▼
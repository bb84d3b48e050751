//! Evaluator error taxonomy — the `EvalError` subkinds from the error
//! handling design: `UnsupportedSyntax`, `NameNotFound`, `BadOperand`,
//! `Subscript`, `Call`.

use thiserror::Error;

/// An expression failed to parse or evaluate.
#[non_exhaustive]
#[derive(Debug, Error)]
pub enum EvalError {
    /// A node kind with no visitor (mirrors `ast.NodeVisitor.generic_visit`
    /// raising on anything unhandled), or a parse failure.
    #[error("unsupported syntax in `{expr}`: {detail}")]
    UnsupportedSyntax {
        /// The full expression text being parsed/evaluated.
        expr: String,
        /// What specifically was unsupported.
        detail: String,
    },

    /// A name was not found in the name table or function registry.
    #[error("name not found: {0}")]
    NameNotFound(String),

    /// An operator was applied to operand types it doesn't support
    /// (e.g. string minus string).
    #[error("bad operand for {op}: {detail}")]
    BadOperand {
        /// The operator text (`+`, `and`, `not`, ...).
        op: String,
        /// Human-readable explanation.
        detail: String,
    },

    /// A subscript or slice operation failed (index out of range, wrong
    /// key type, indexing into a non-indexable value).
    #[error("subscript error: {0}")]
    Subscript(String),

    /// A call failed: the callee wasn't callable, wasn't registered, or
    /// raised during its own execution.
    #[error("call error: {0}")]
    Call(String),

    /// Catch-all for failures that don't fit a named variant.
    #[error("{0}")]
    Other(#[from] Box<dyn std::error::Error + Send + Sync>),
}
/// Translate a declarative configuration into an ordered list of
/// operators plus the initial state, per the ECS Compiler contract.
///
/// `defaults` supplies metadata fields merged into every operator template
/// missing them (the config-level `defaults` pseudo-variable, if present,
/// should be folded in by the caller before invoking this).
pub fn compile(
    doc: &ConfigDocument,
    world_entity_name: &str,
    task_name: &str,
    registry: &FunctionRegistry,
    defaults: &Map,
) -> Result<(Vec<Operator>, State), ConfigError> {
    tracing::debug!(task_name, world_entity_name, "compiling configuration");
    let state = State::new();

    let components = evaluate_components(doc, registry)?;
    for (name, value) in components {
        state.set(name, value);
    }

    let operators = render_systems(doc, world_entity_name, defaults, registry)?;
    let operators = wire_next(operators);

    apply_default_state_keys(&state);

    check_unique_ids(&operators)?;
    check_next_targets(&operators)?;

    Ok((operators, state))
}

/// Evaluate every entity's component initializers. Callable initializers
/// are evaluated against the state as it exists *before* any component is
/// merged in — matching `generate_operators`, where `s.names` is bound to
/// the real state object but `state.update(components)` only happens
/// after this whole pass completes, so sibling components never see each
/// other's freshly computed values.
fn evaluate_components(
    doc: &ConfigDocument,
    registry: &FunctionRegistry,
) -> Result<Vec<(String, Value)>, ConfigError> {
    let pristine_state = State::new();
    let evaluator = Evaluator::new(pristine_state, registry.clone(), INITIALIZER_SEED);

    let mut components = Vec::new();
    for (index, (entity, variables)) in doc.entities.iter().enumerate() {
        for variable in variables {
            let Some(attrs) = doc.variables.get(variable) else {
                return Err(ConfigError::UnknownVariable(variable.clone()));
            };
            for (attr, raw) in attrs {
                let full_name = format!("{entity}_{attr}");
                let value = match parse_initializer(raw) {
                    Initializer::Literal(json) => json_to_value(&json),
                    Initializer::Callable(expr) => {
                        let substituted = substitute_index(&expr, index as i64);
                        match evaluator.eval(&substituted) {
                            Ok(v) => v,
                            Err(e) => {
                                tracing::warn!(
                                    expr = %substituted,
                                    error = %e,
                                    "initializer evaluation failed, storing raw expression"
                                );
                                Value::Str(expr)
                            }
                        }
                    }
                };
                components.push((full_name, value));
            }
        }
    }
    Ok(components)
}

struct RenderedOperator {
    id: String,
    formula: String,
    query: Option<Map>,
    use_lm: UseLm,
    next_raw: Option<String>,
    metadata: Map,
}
▲
▼
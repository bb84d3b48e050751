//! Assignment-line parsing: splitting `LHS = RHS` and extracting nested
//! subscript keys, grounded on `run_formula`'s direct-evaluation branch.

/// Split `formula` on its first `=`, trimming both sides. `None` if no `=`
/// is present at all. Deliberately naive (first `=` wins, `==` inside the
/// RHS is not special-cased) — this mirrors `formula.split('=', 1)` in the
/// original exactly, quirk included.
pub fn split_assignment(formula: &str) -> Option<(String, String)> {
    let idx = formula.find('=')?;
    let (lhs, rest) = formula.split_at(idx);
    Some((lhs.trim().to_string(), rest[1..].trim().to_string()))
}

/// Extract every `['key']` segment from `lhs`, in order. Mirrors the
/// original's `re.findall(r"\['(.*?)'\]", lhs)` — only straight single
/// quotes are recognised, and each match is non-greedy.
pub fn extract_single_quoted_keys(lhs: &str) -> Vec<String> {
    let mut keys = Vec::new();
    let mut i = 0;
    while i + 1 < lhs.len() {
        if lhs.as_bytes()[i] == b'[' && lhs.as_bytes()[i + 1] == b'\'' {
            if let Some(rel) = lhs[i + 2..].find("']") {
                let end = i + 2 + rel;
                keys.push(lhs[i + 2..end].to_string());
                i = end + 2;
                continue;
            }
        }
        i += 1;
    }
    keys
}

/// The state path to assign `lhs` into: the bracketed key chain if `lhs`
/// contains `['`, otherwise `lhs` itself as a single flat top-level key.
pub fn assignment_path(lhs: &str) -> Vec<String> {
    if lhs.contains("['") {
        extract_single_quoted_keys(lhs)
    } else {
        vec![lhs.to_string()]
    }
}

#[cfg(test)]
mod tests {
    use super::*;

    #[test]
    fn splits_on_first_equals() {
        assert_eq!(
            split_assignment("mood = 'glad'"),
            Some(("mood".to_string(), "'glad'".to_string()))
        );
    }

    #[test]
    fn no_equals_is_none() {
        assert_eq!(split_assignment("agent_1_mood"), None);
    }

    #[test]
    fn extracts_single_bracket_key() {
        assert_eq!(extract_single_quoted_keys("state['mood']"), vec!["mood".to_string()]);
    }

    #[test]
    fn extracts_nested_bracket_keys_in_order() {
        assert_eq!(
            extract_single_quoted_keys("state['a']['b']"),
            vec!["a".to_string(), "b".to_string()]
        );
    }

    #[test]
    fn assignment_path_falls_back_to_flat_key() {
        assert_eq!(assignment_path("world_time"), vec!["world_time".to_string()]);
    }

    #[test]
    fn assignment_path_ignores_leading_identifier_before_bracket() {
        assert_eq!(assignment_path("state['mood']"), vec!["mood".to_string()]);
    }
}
▲
Aim of the task> In the listing above, find the line containing "let components = evaluate_components(doc, registry)?;" and the line containing "apply_default_state_keys(&state);", then retype both and every line between them exactly, with nothing else.

Exercise output>
    let components = evaluate_components(doc, registry)?;
    for (name, value) in components {
        state.set(name, value);
    }

    let operators = render_systems(doc, world_entity_name, defaults, registry)?;
    let operators = wire_next(operators);

    apply_default_state_keys(&state);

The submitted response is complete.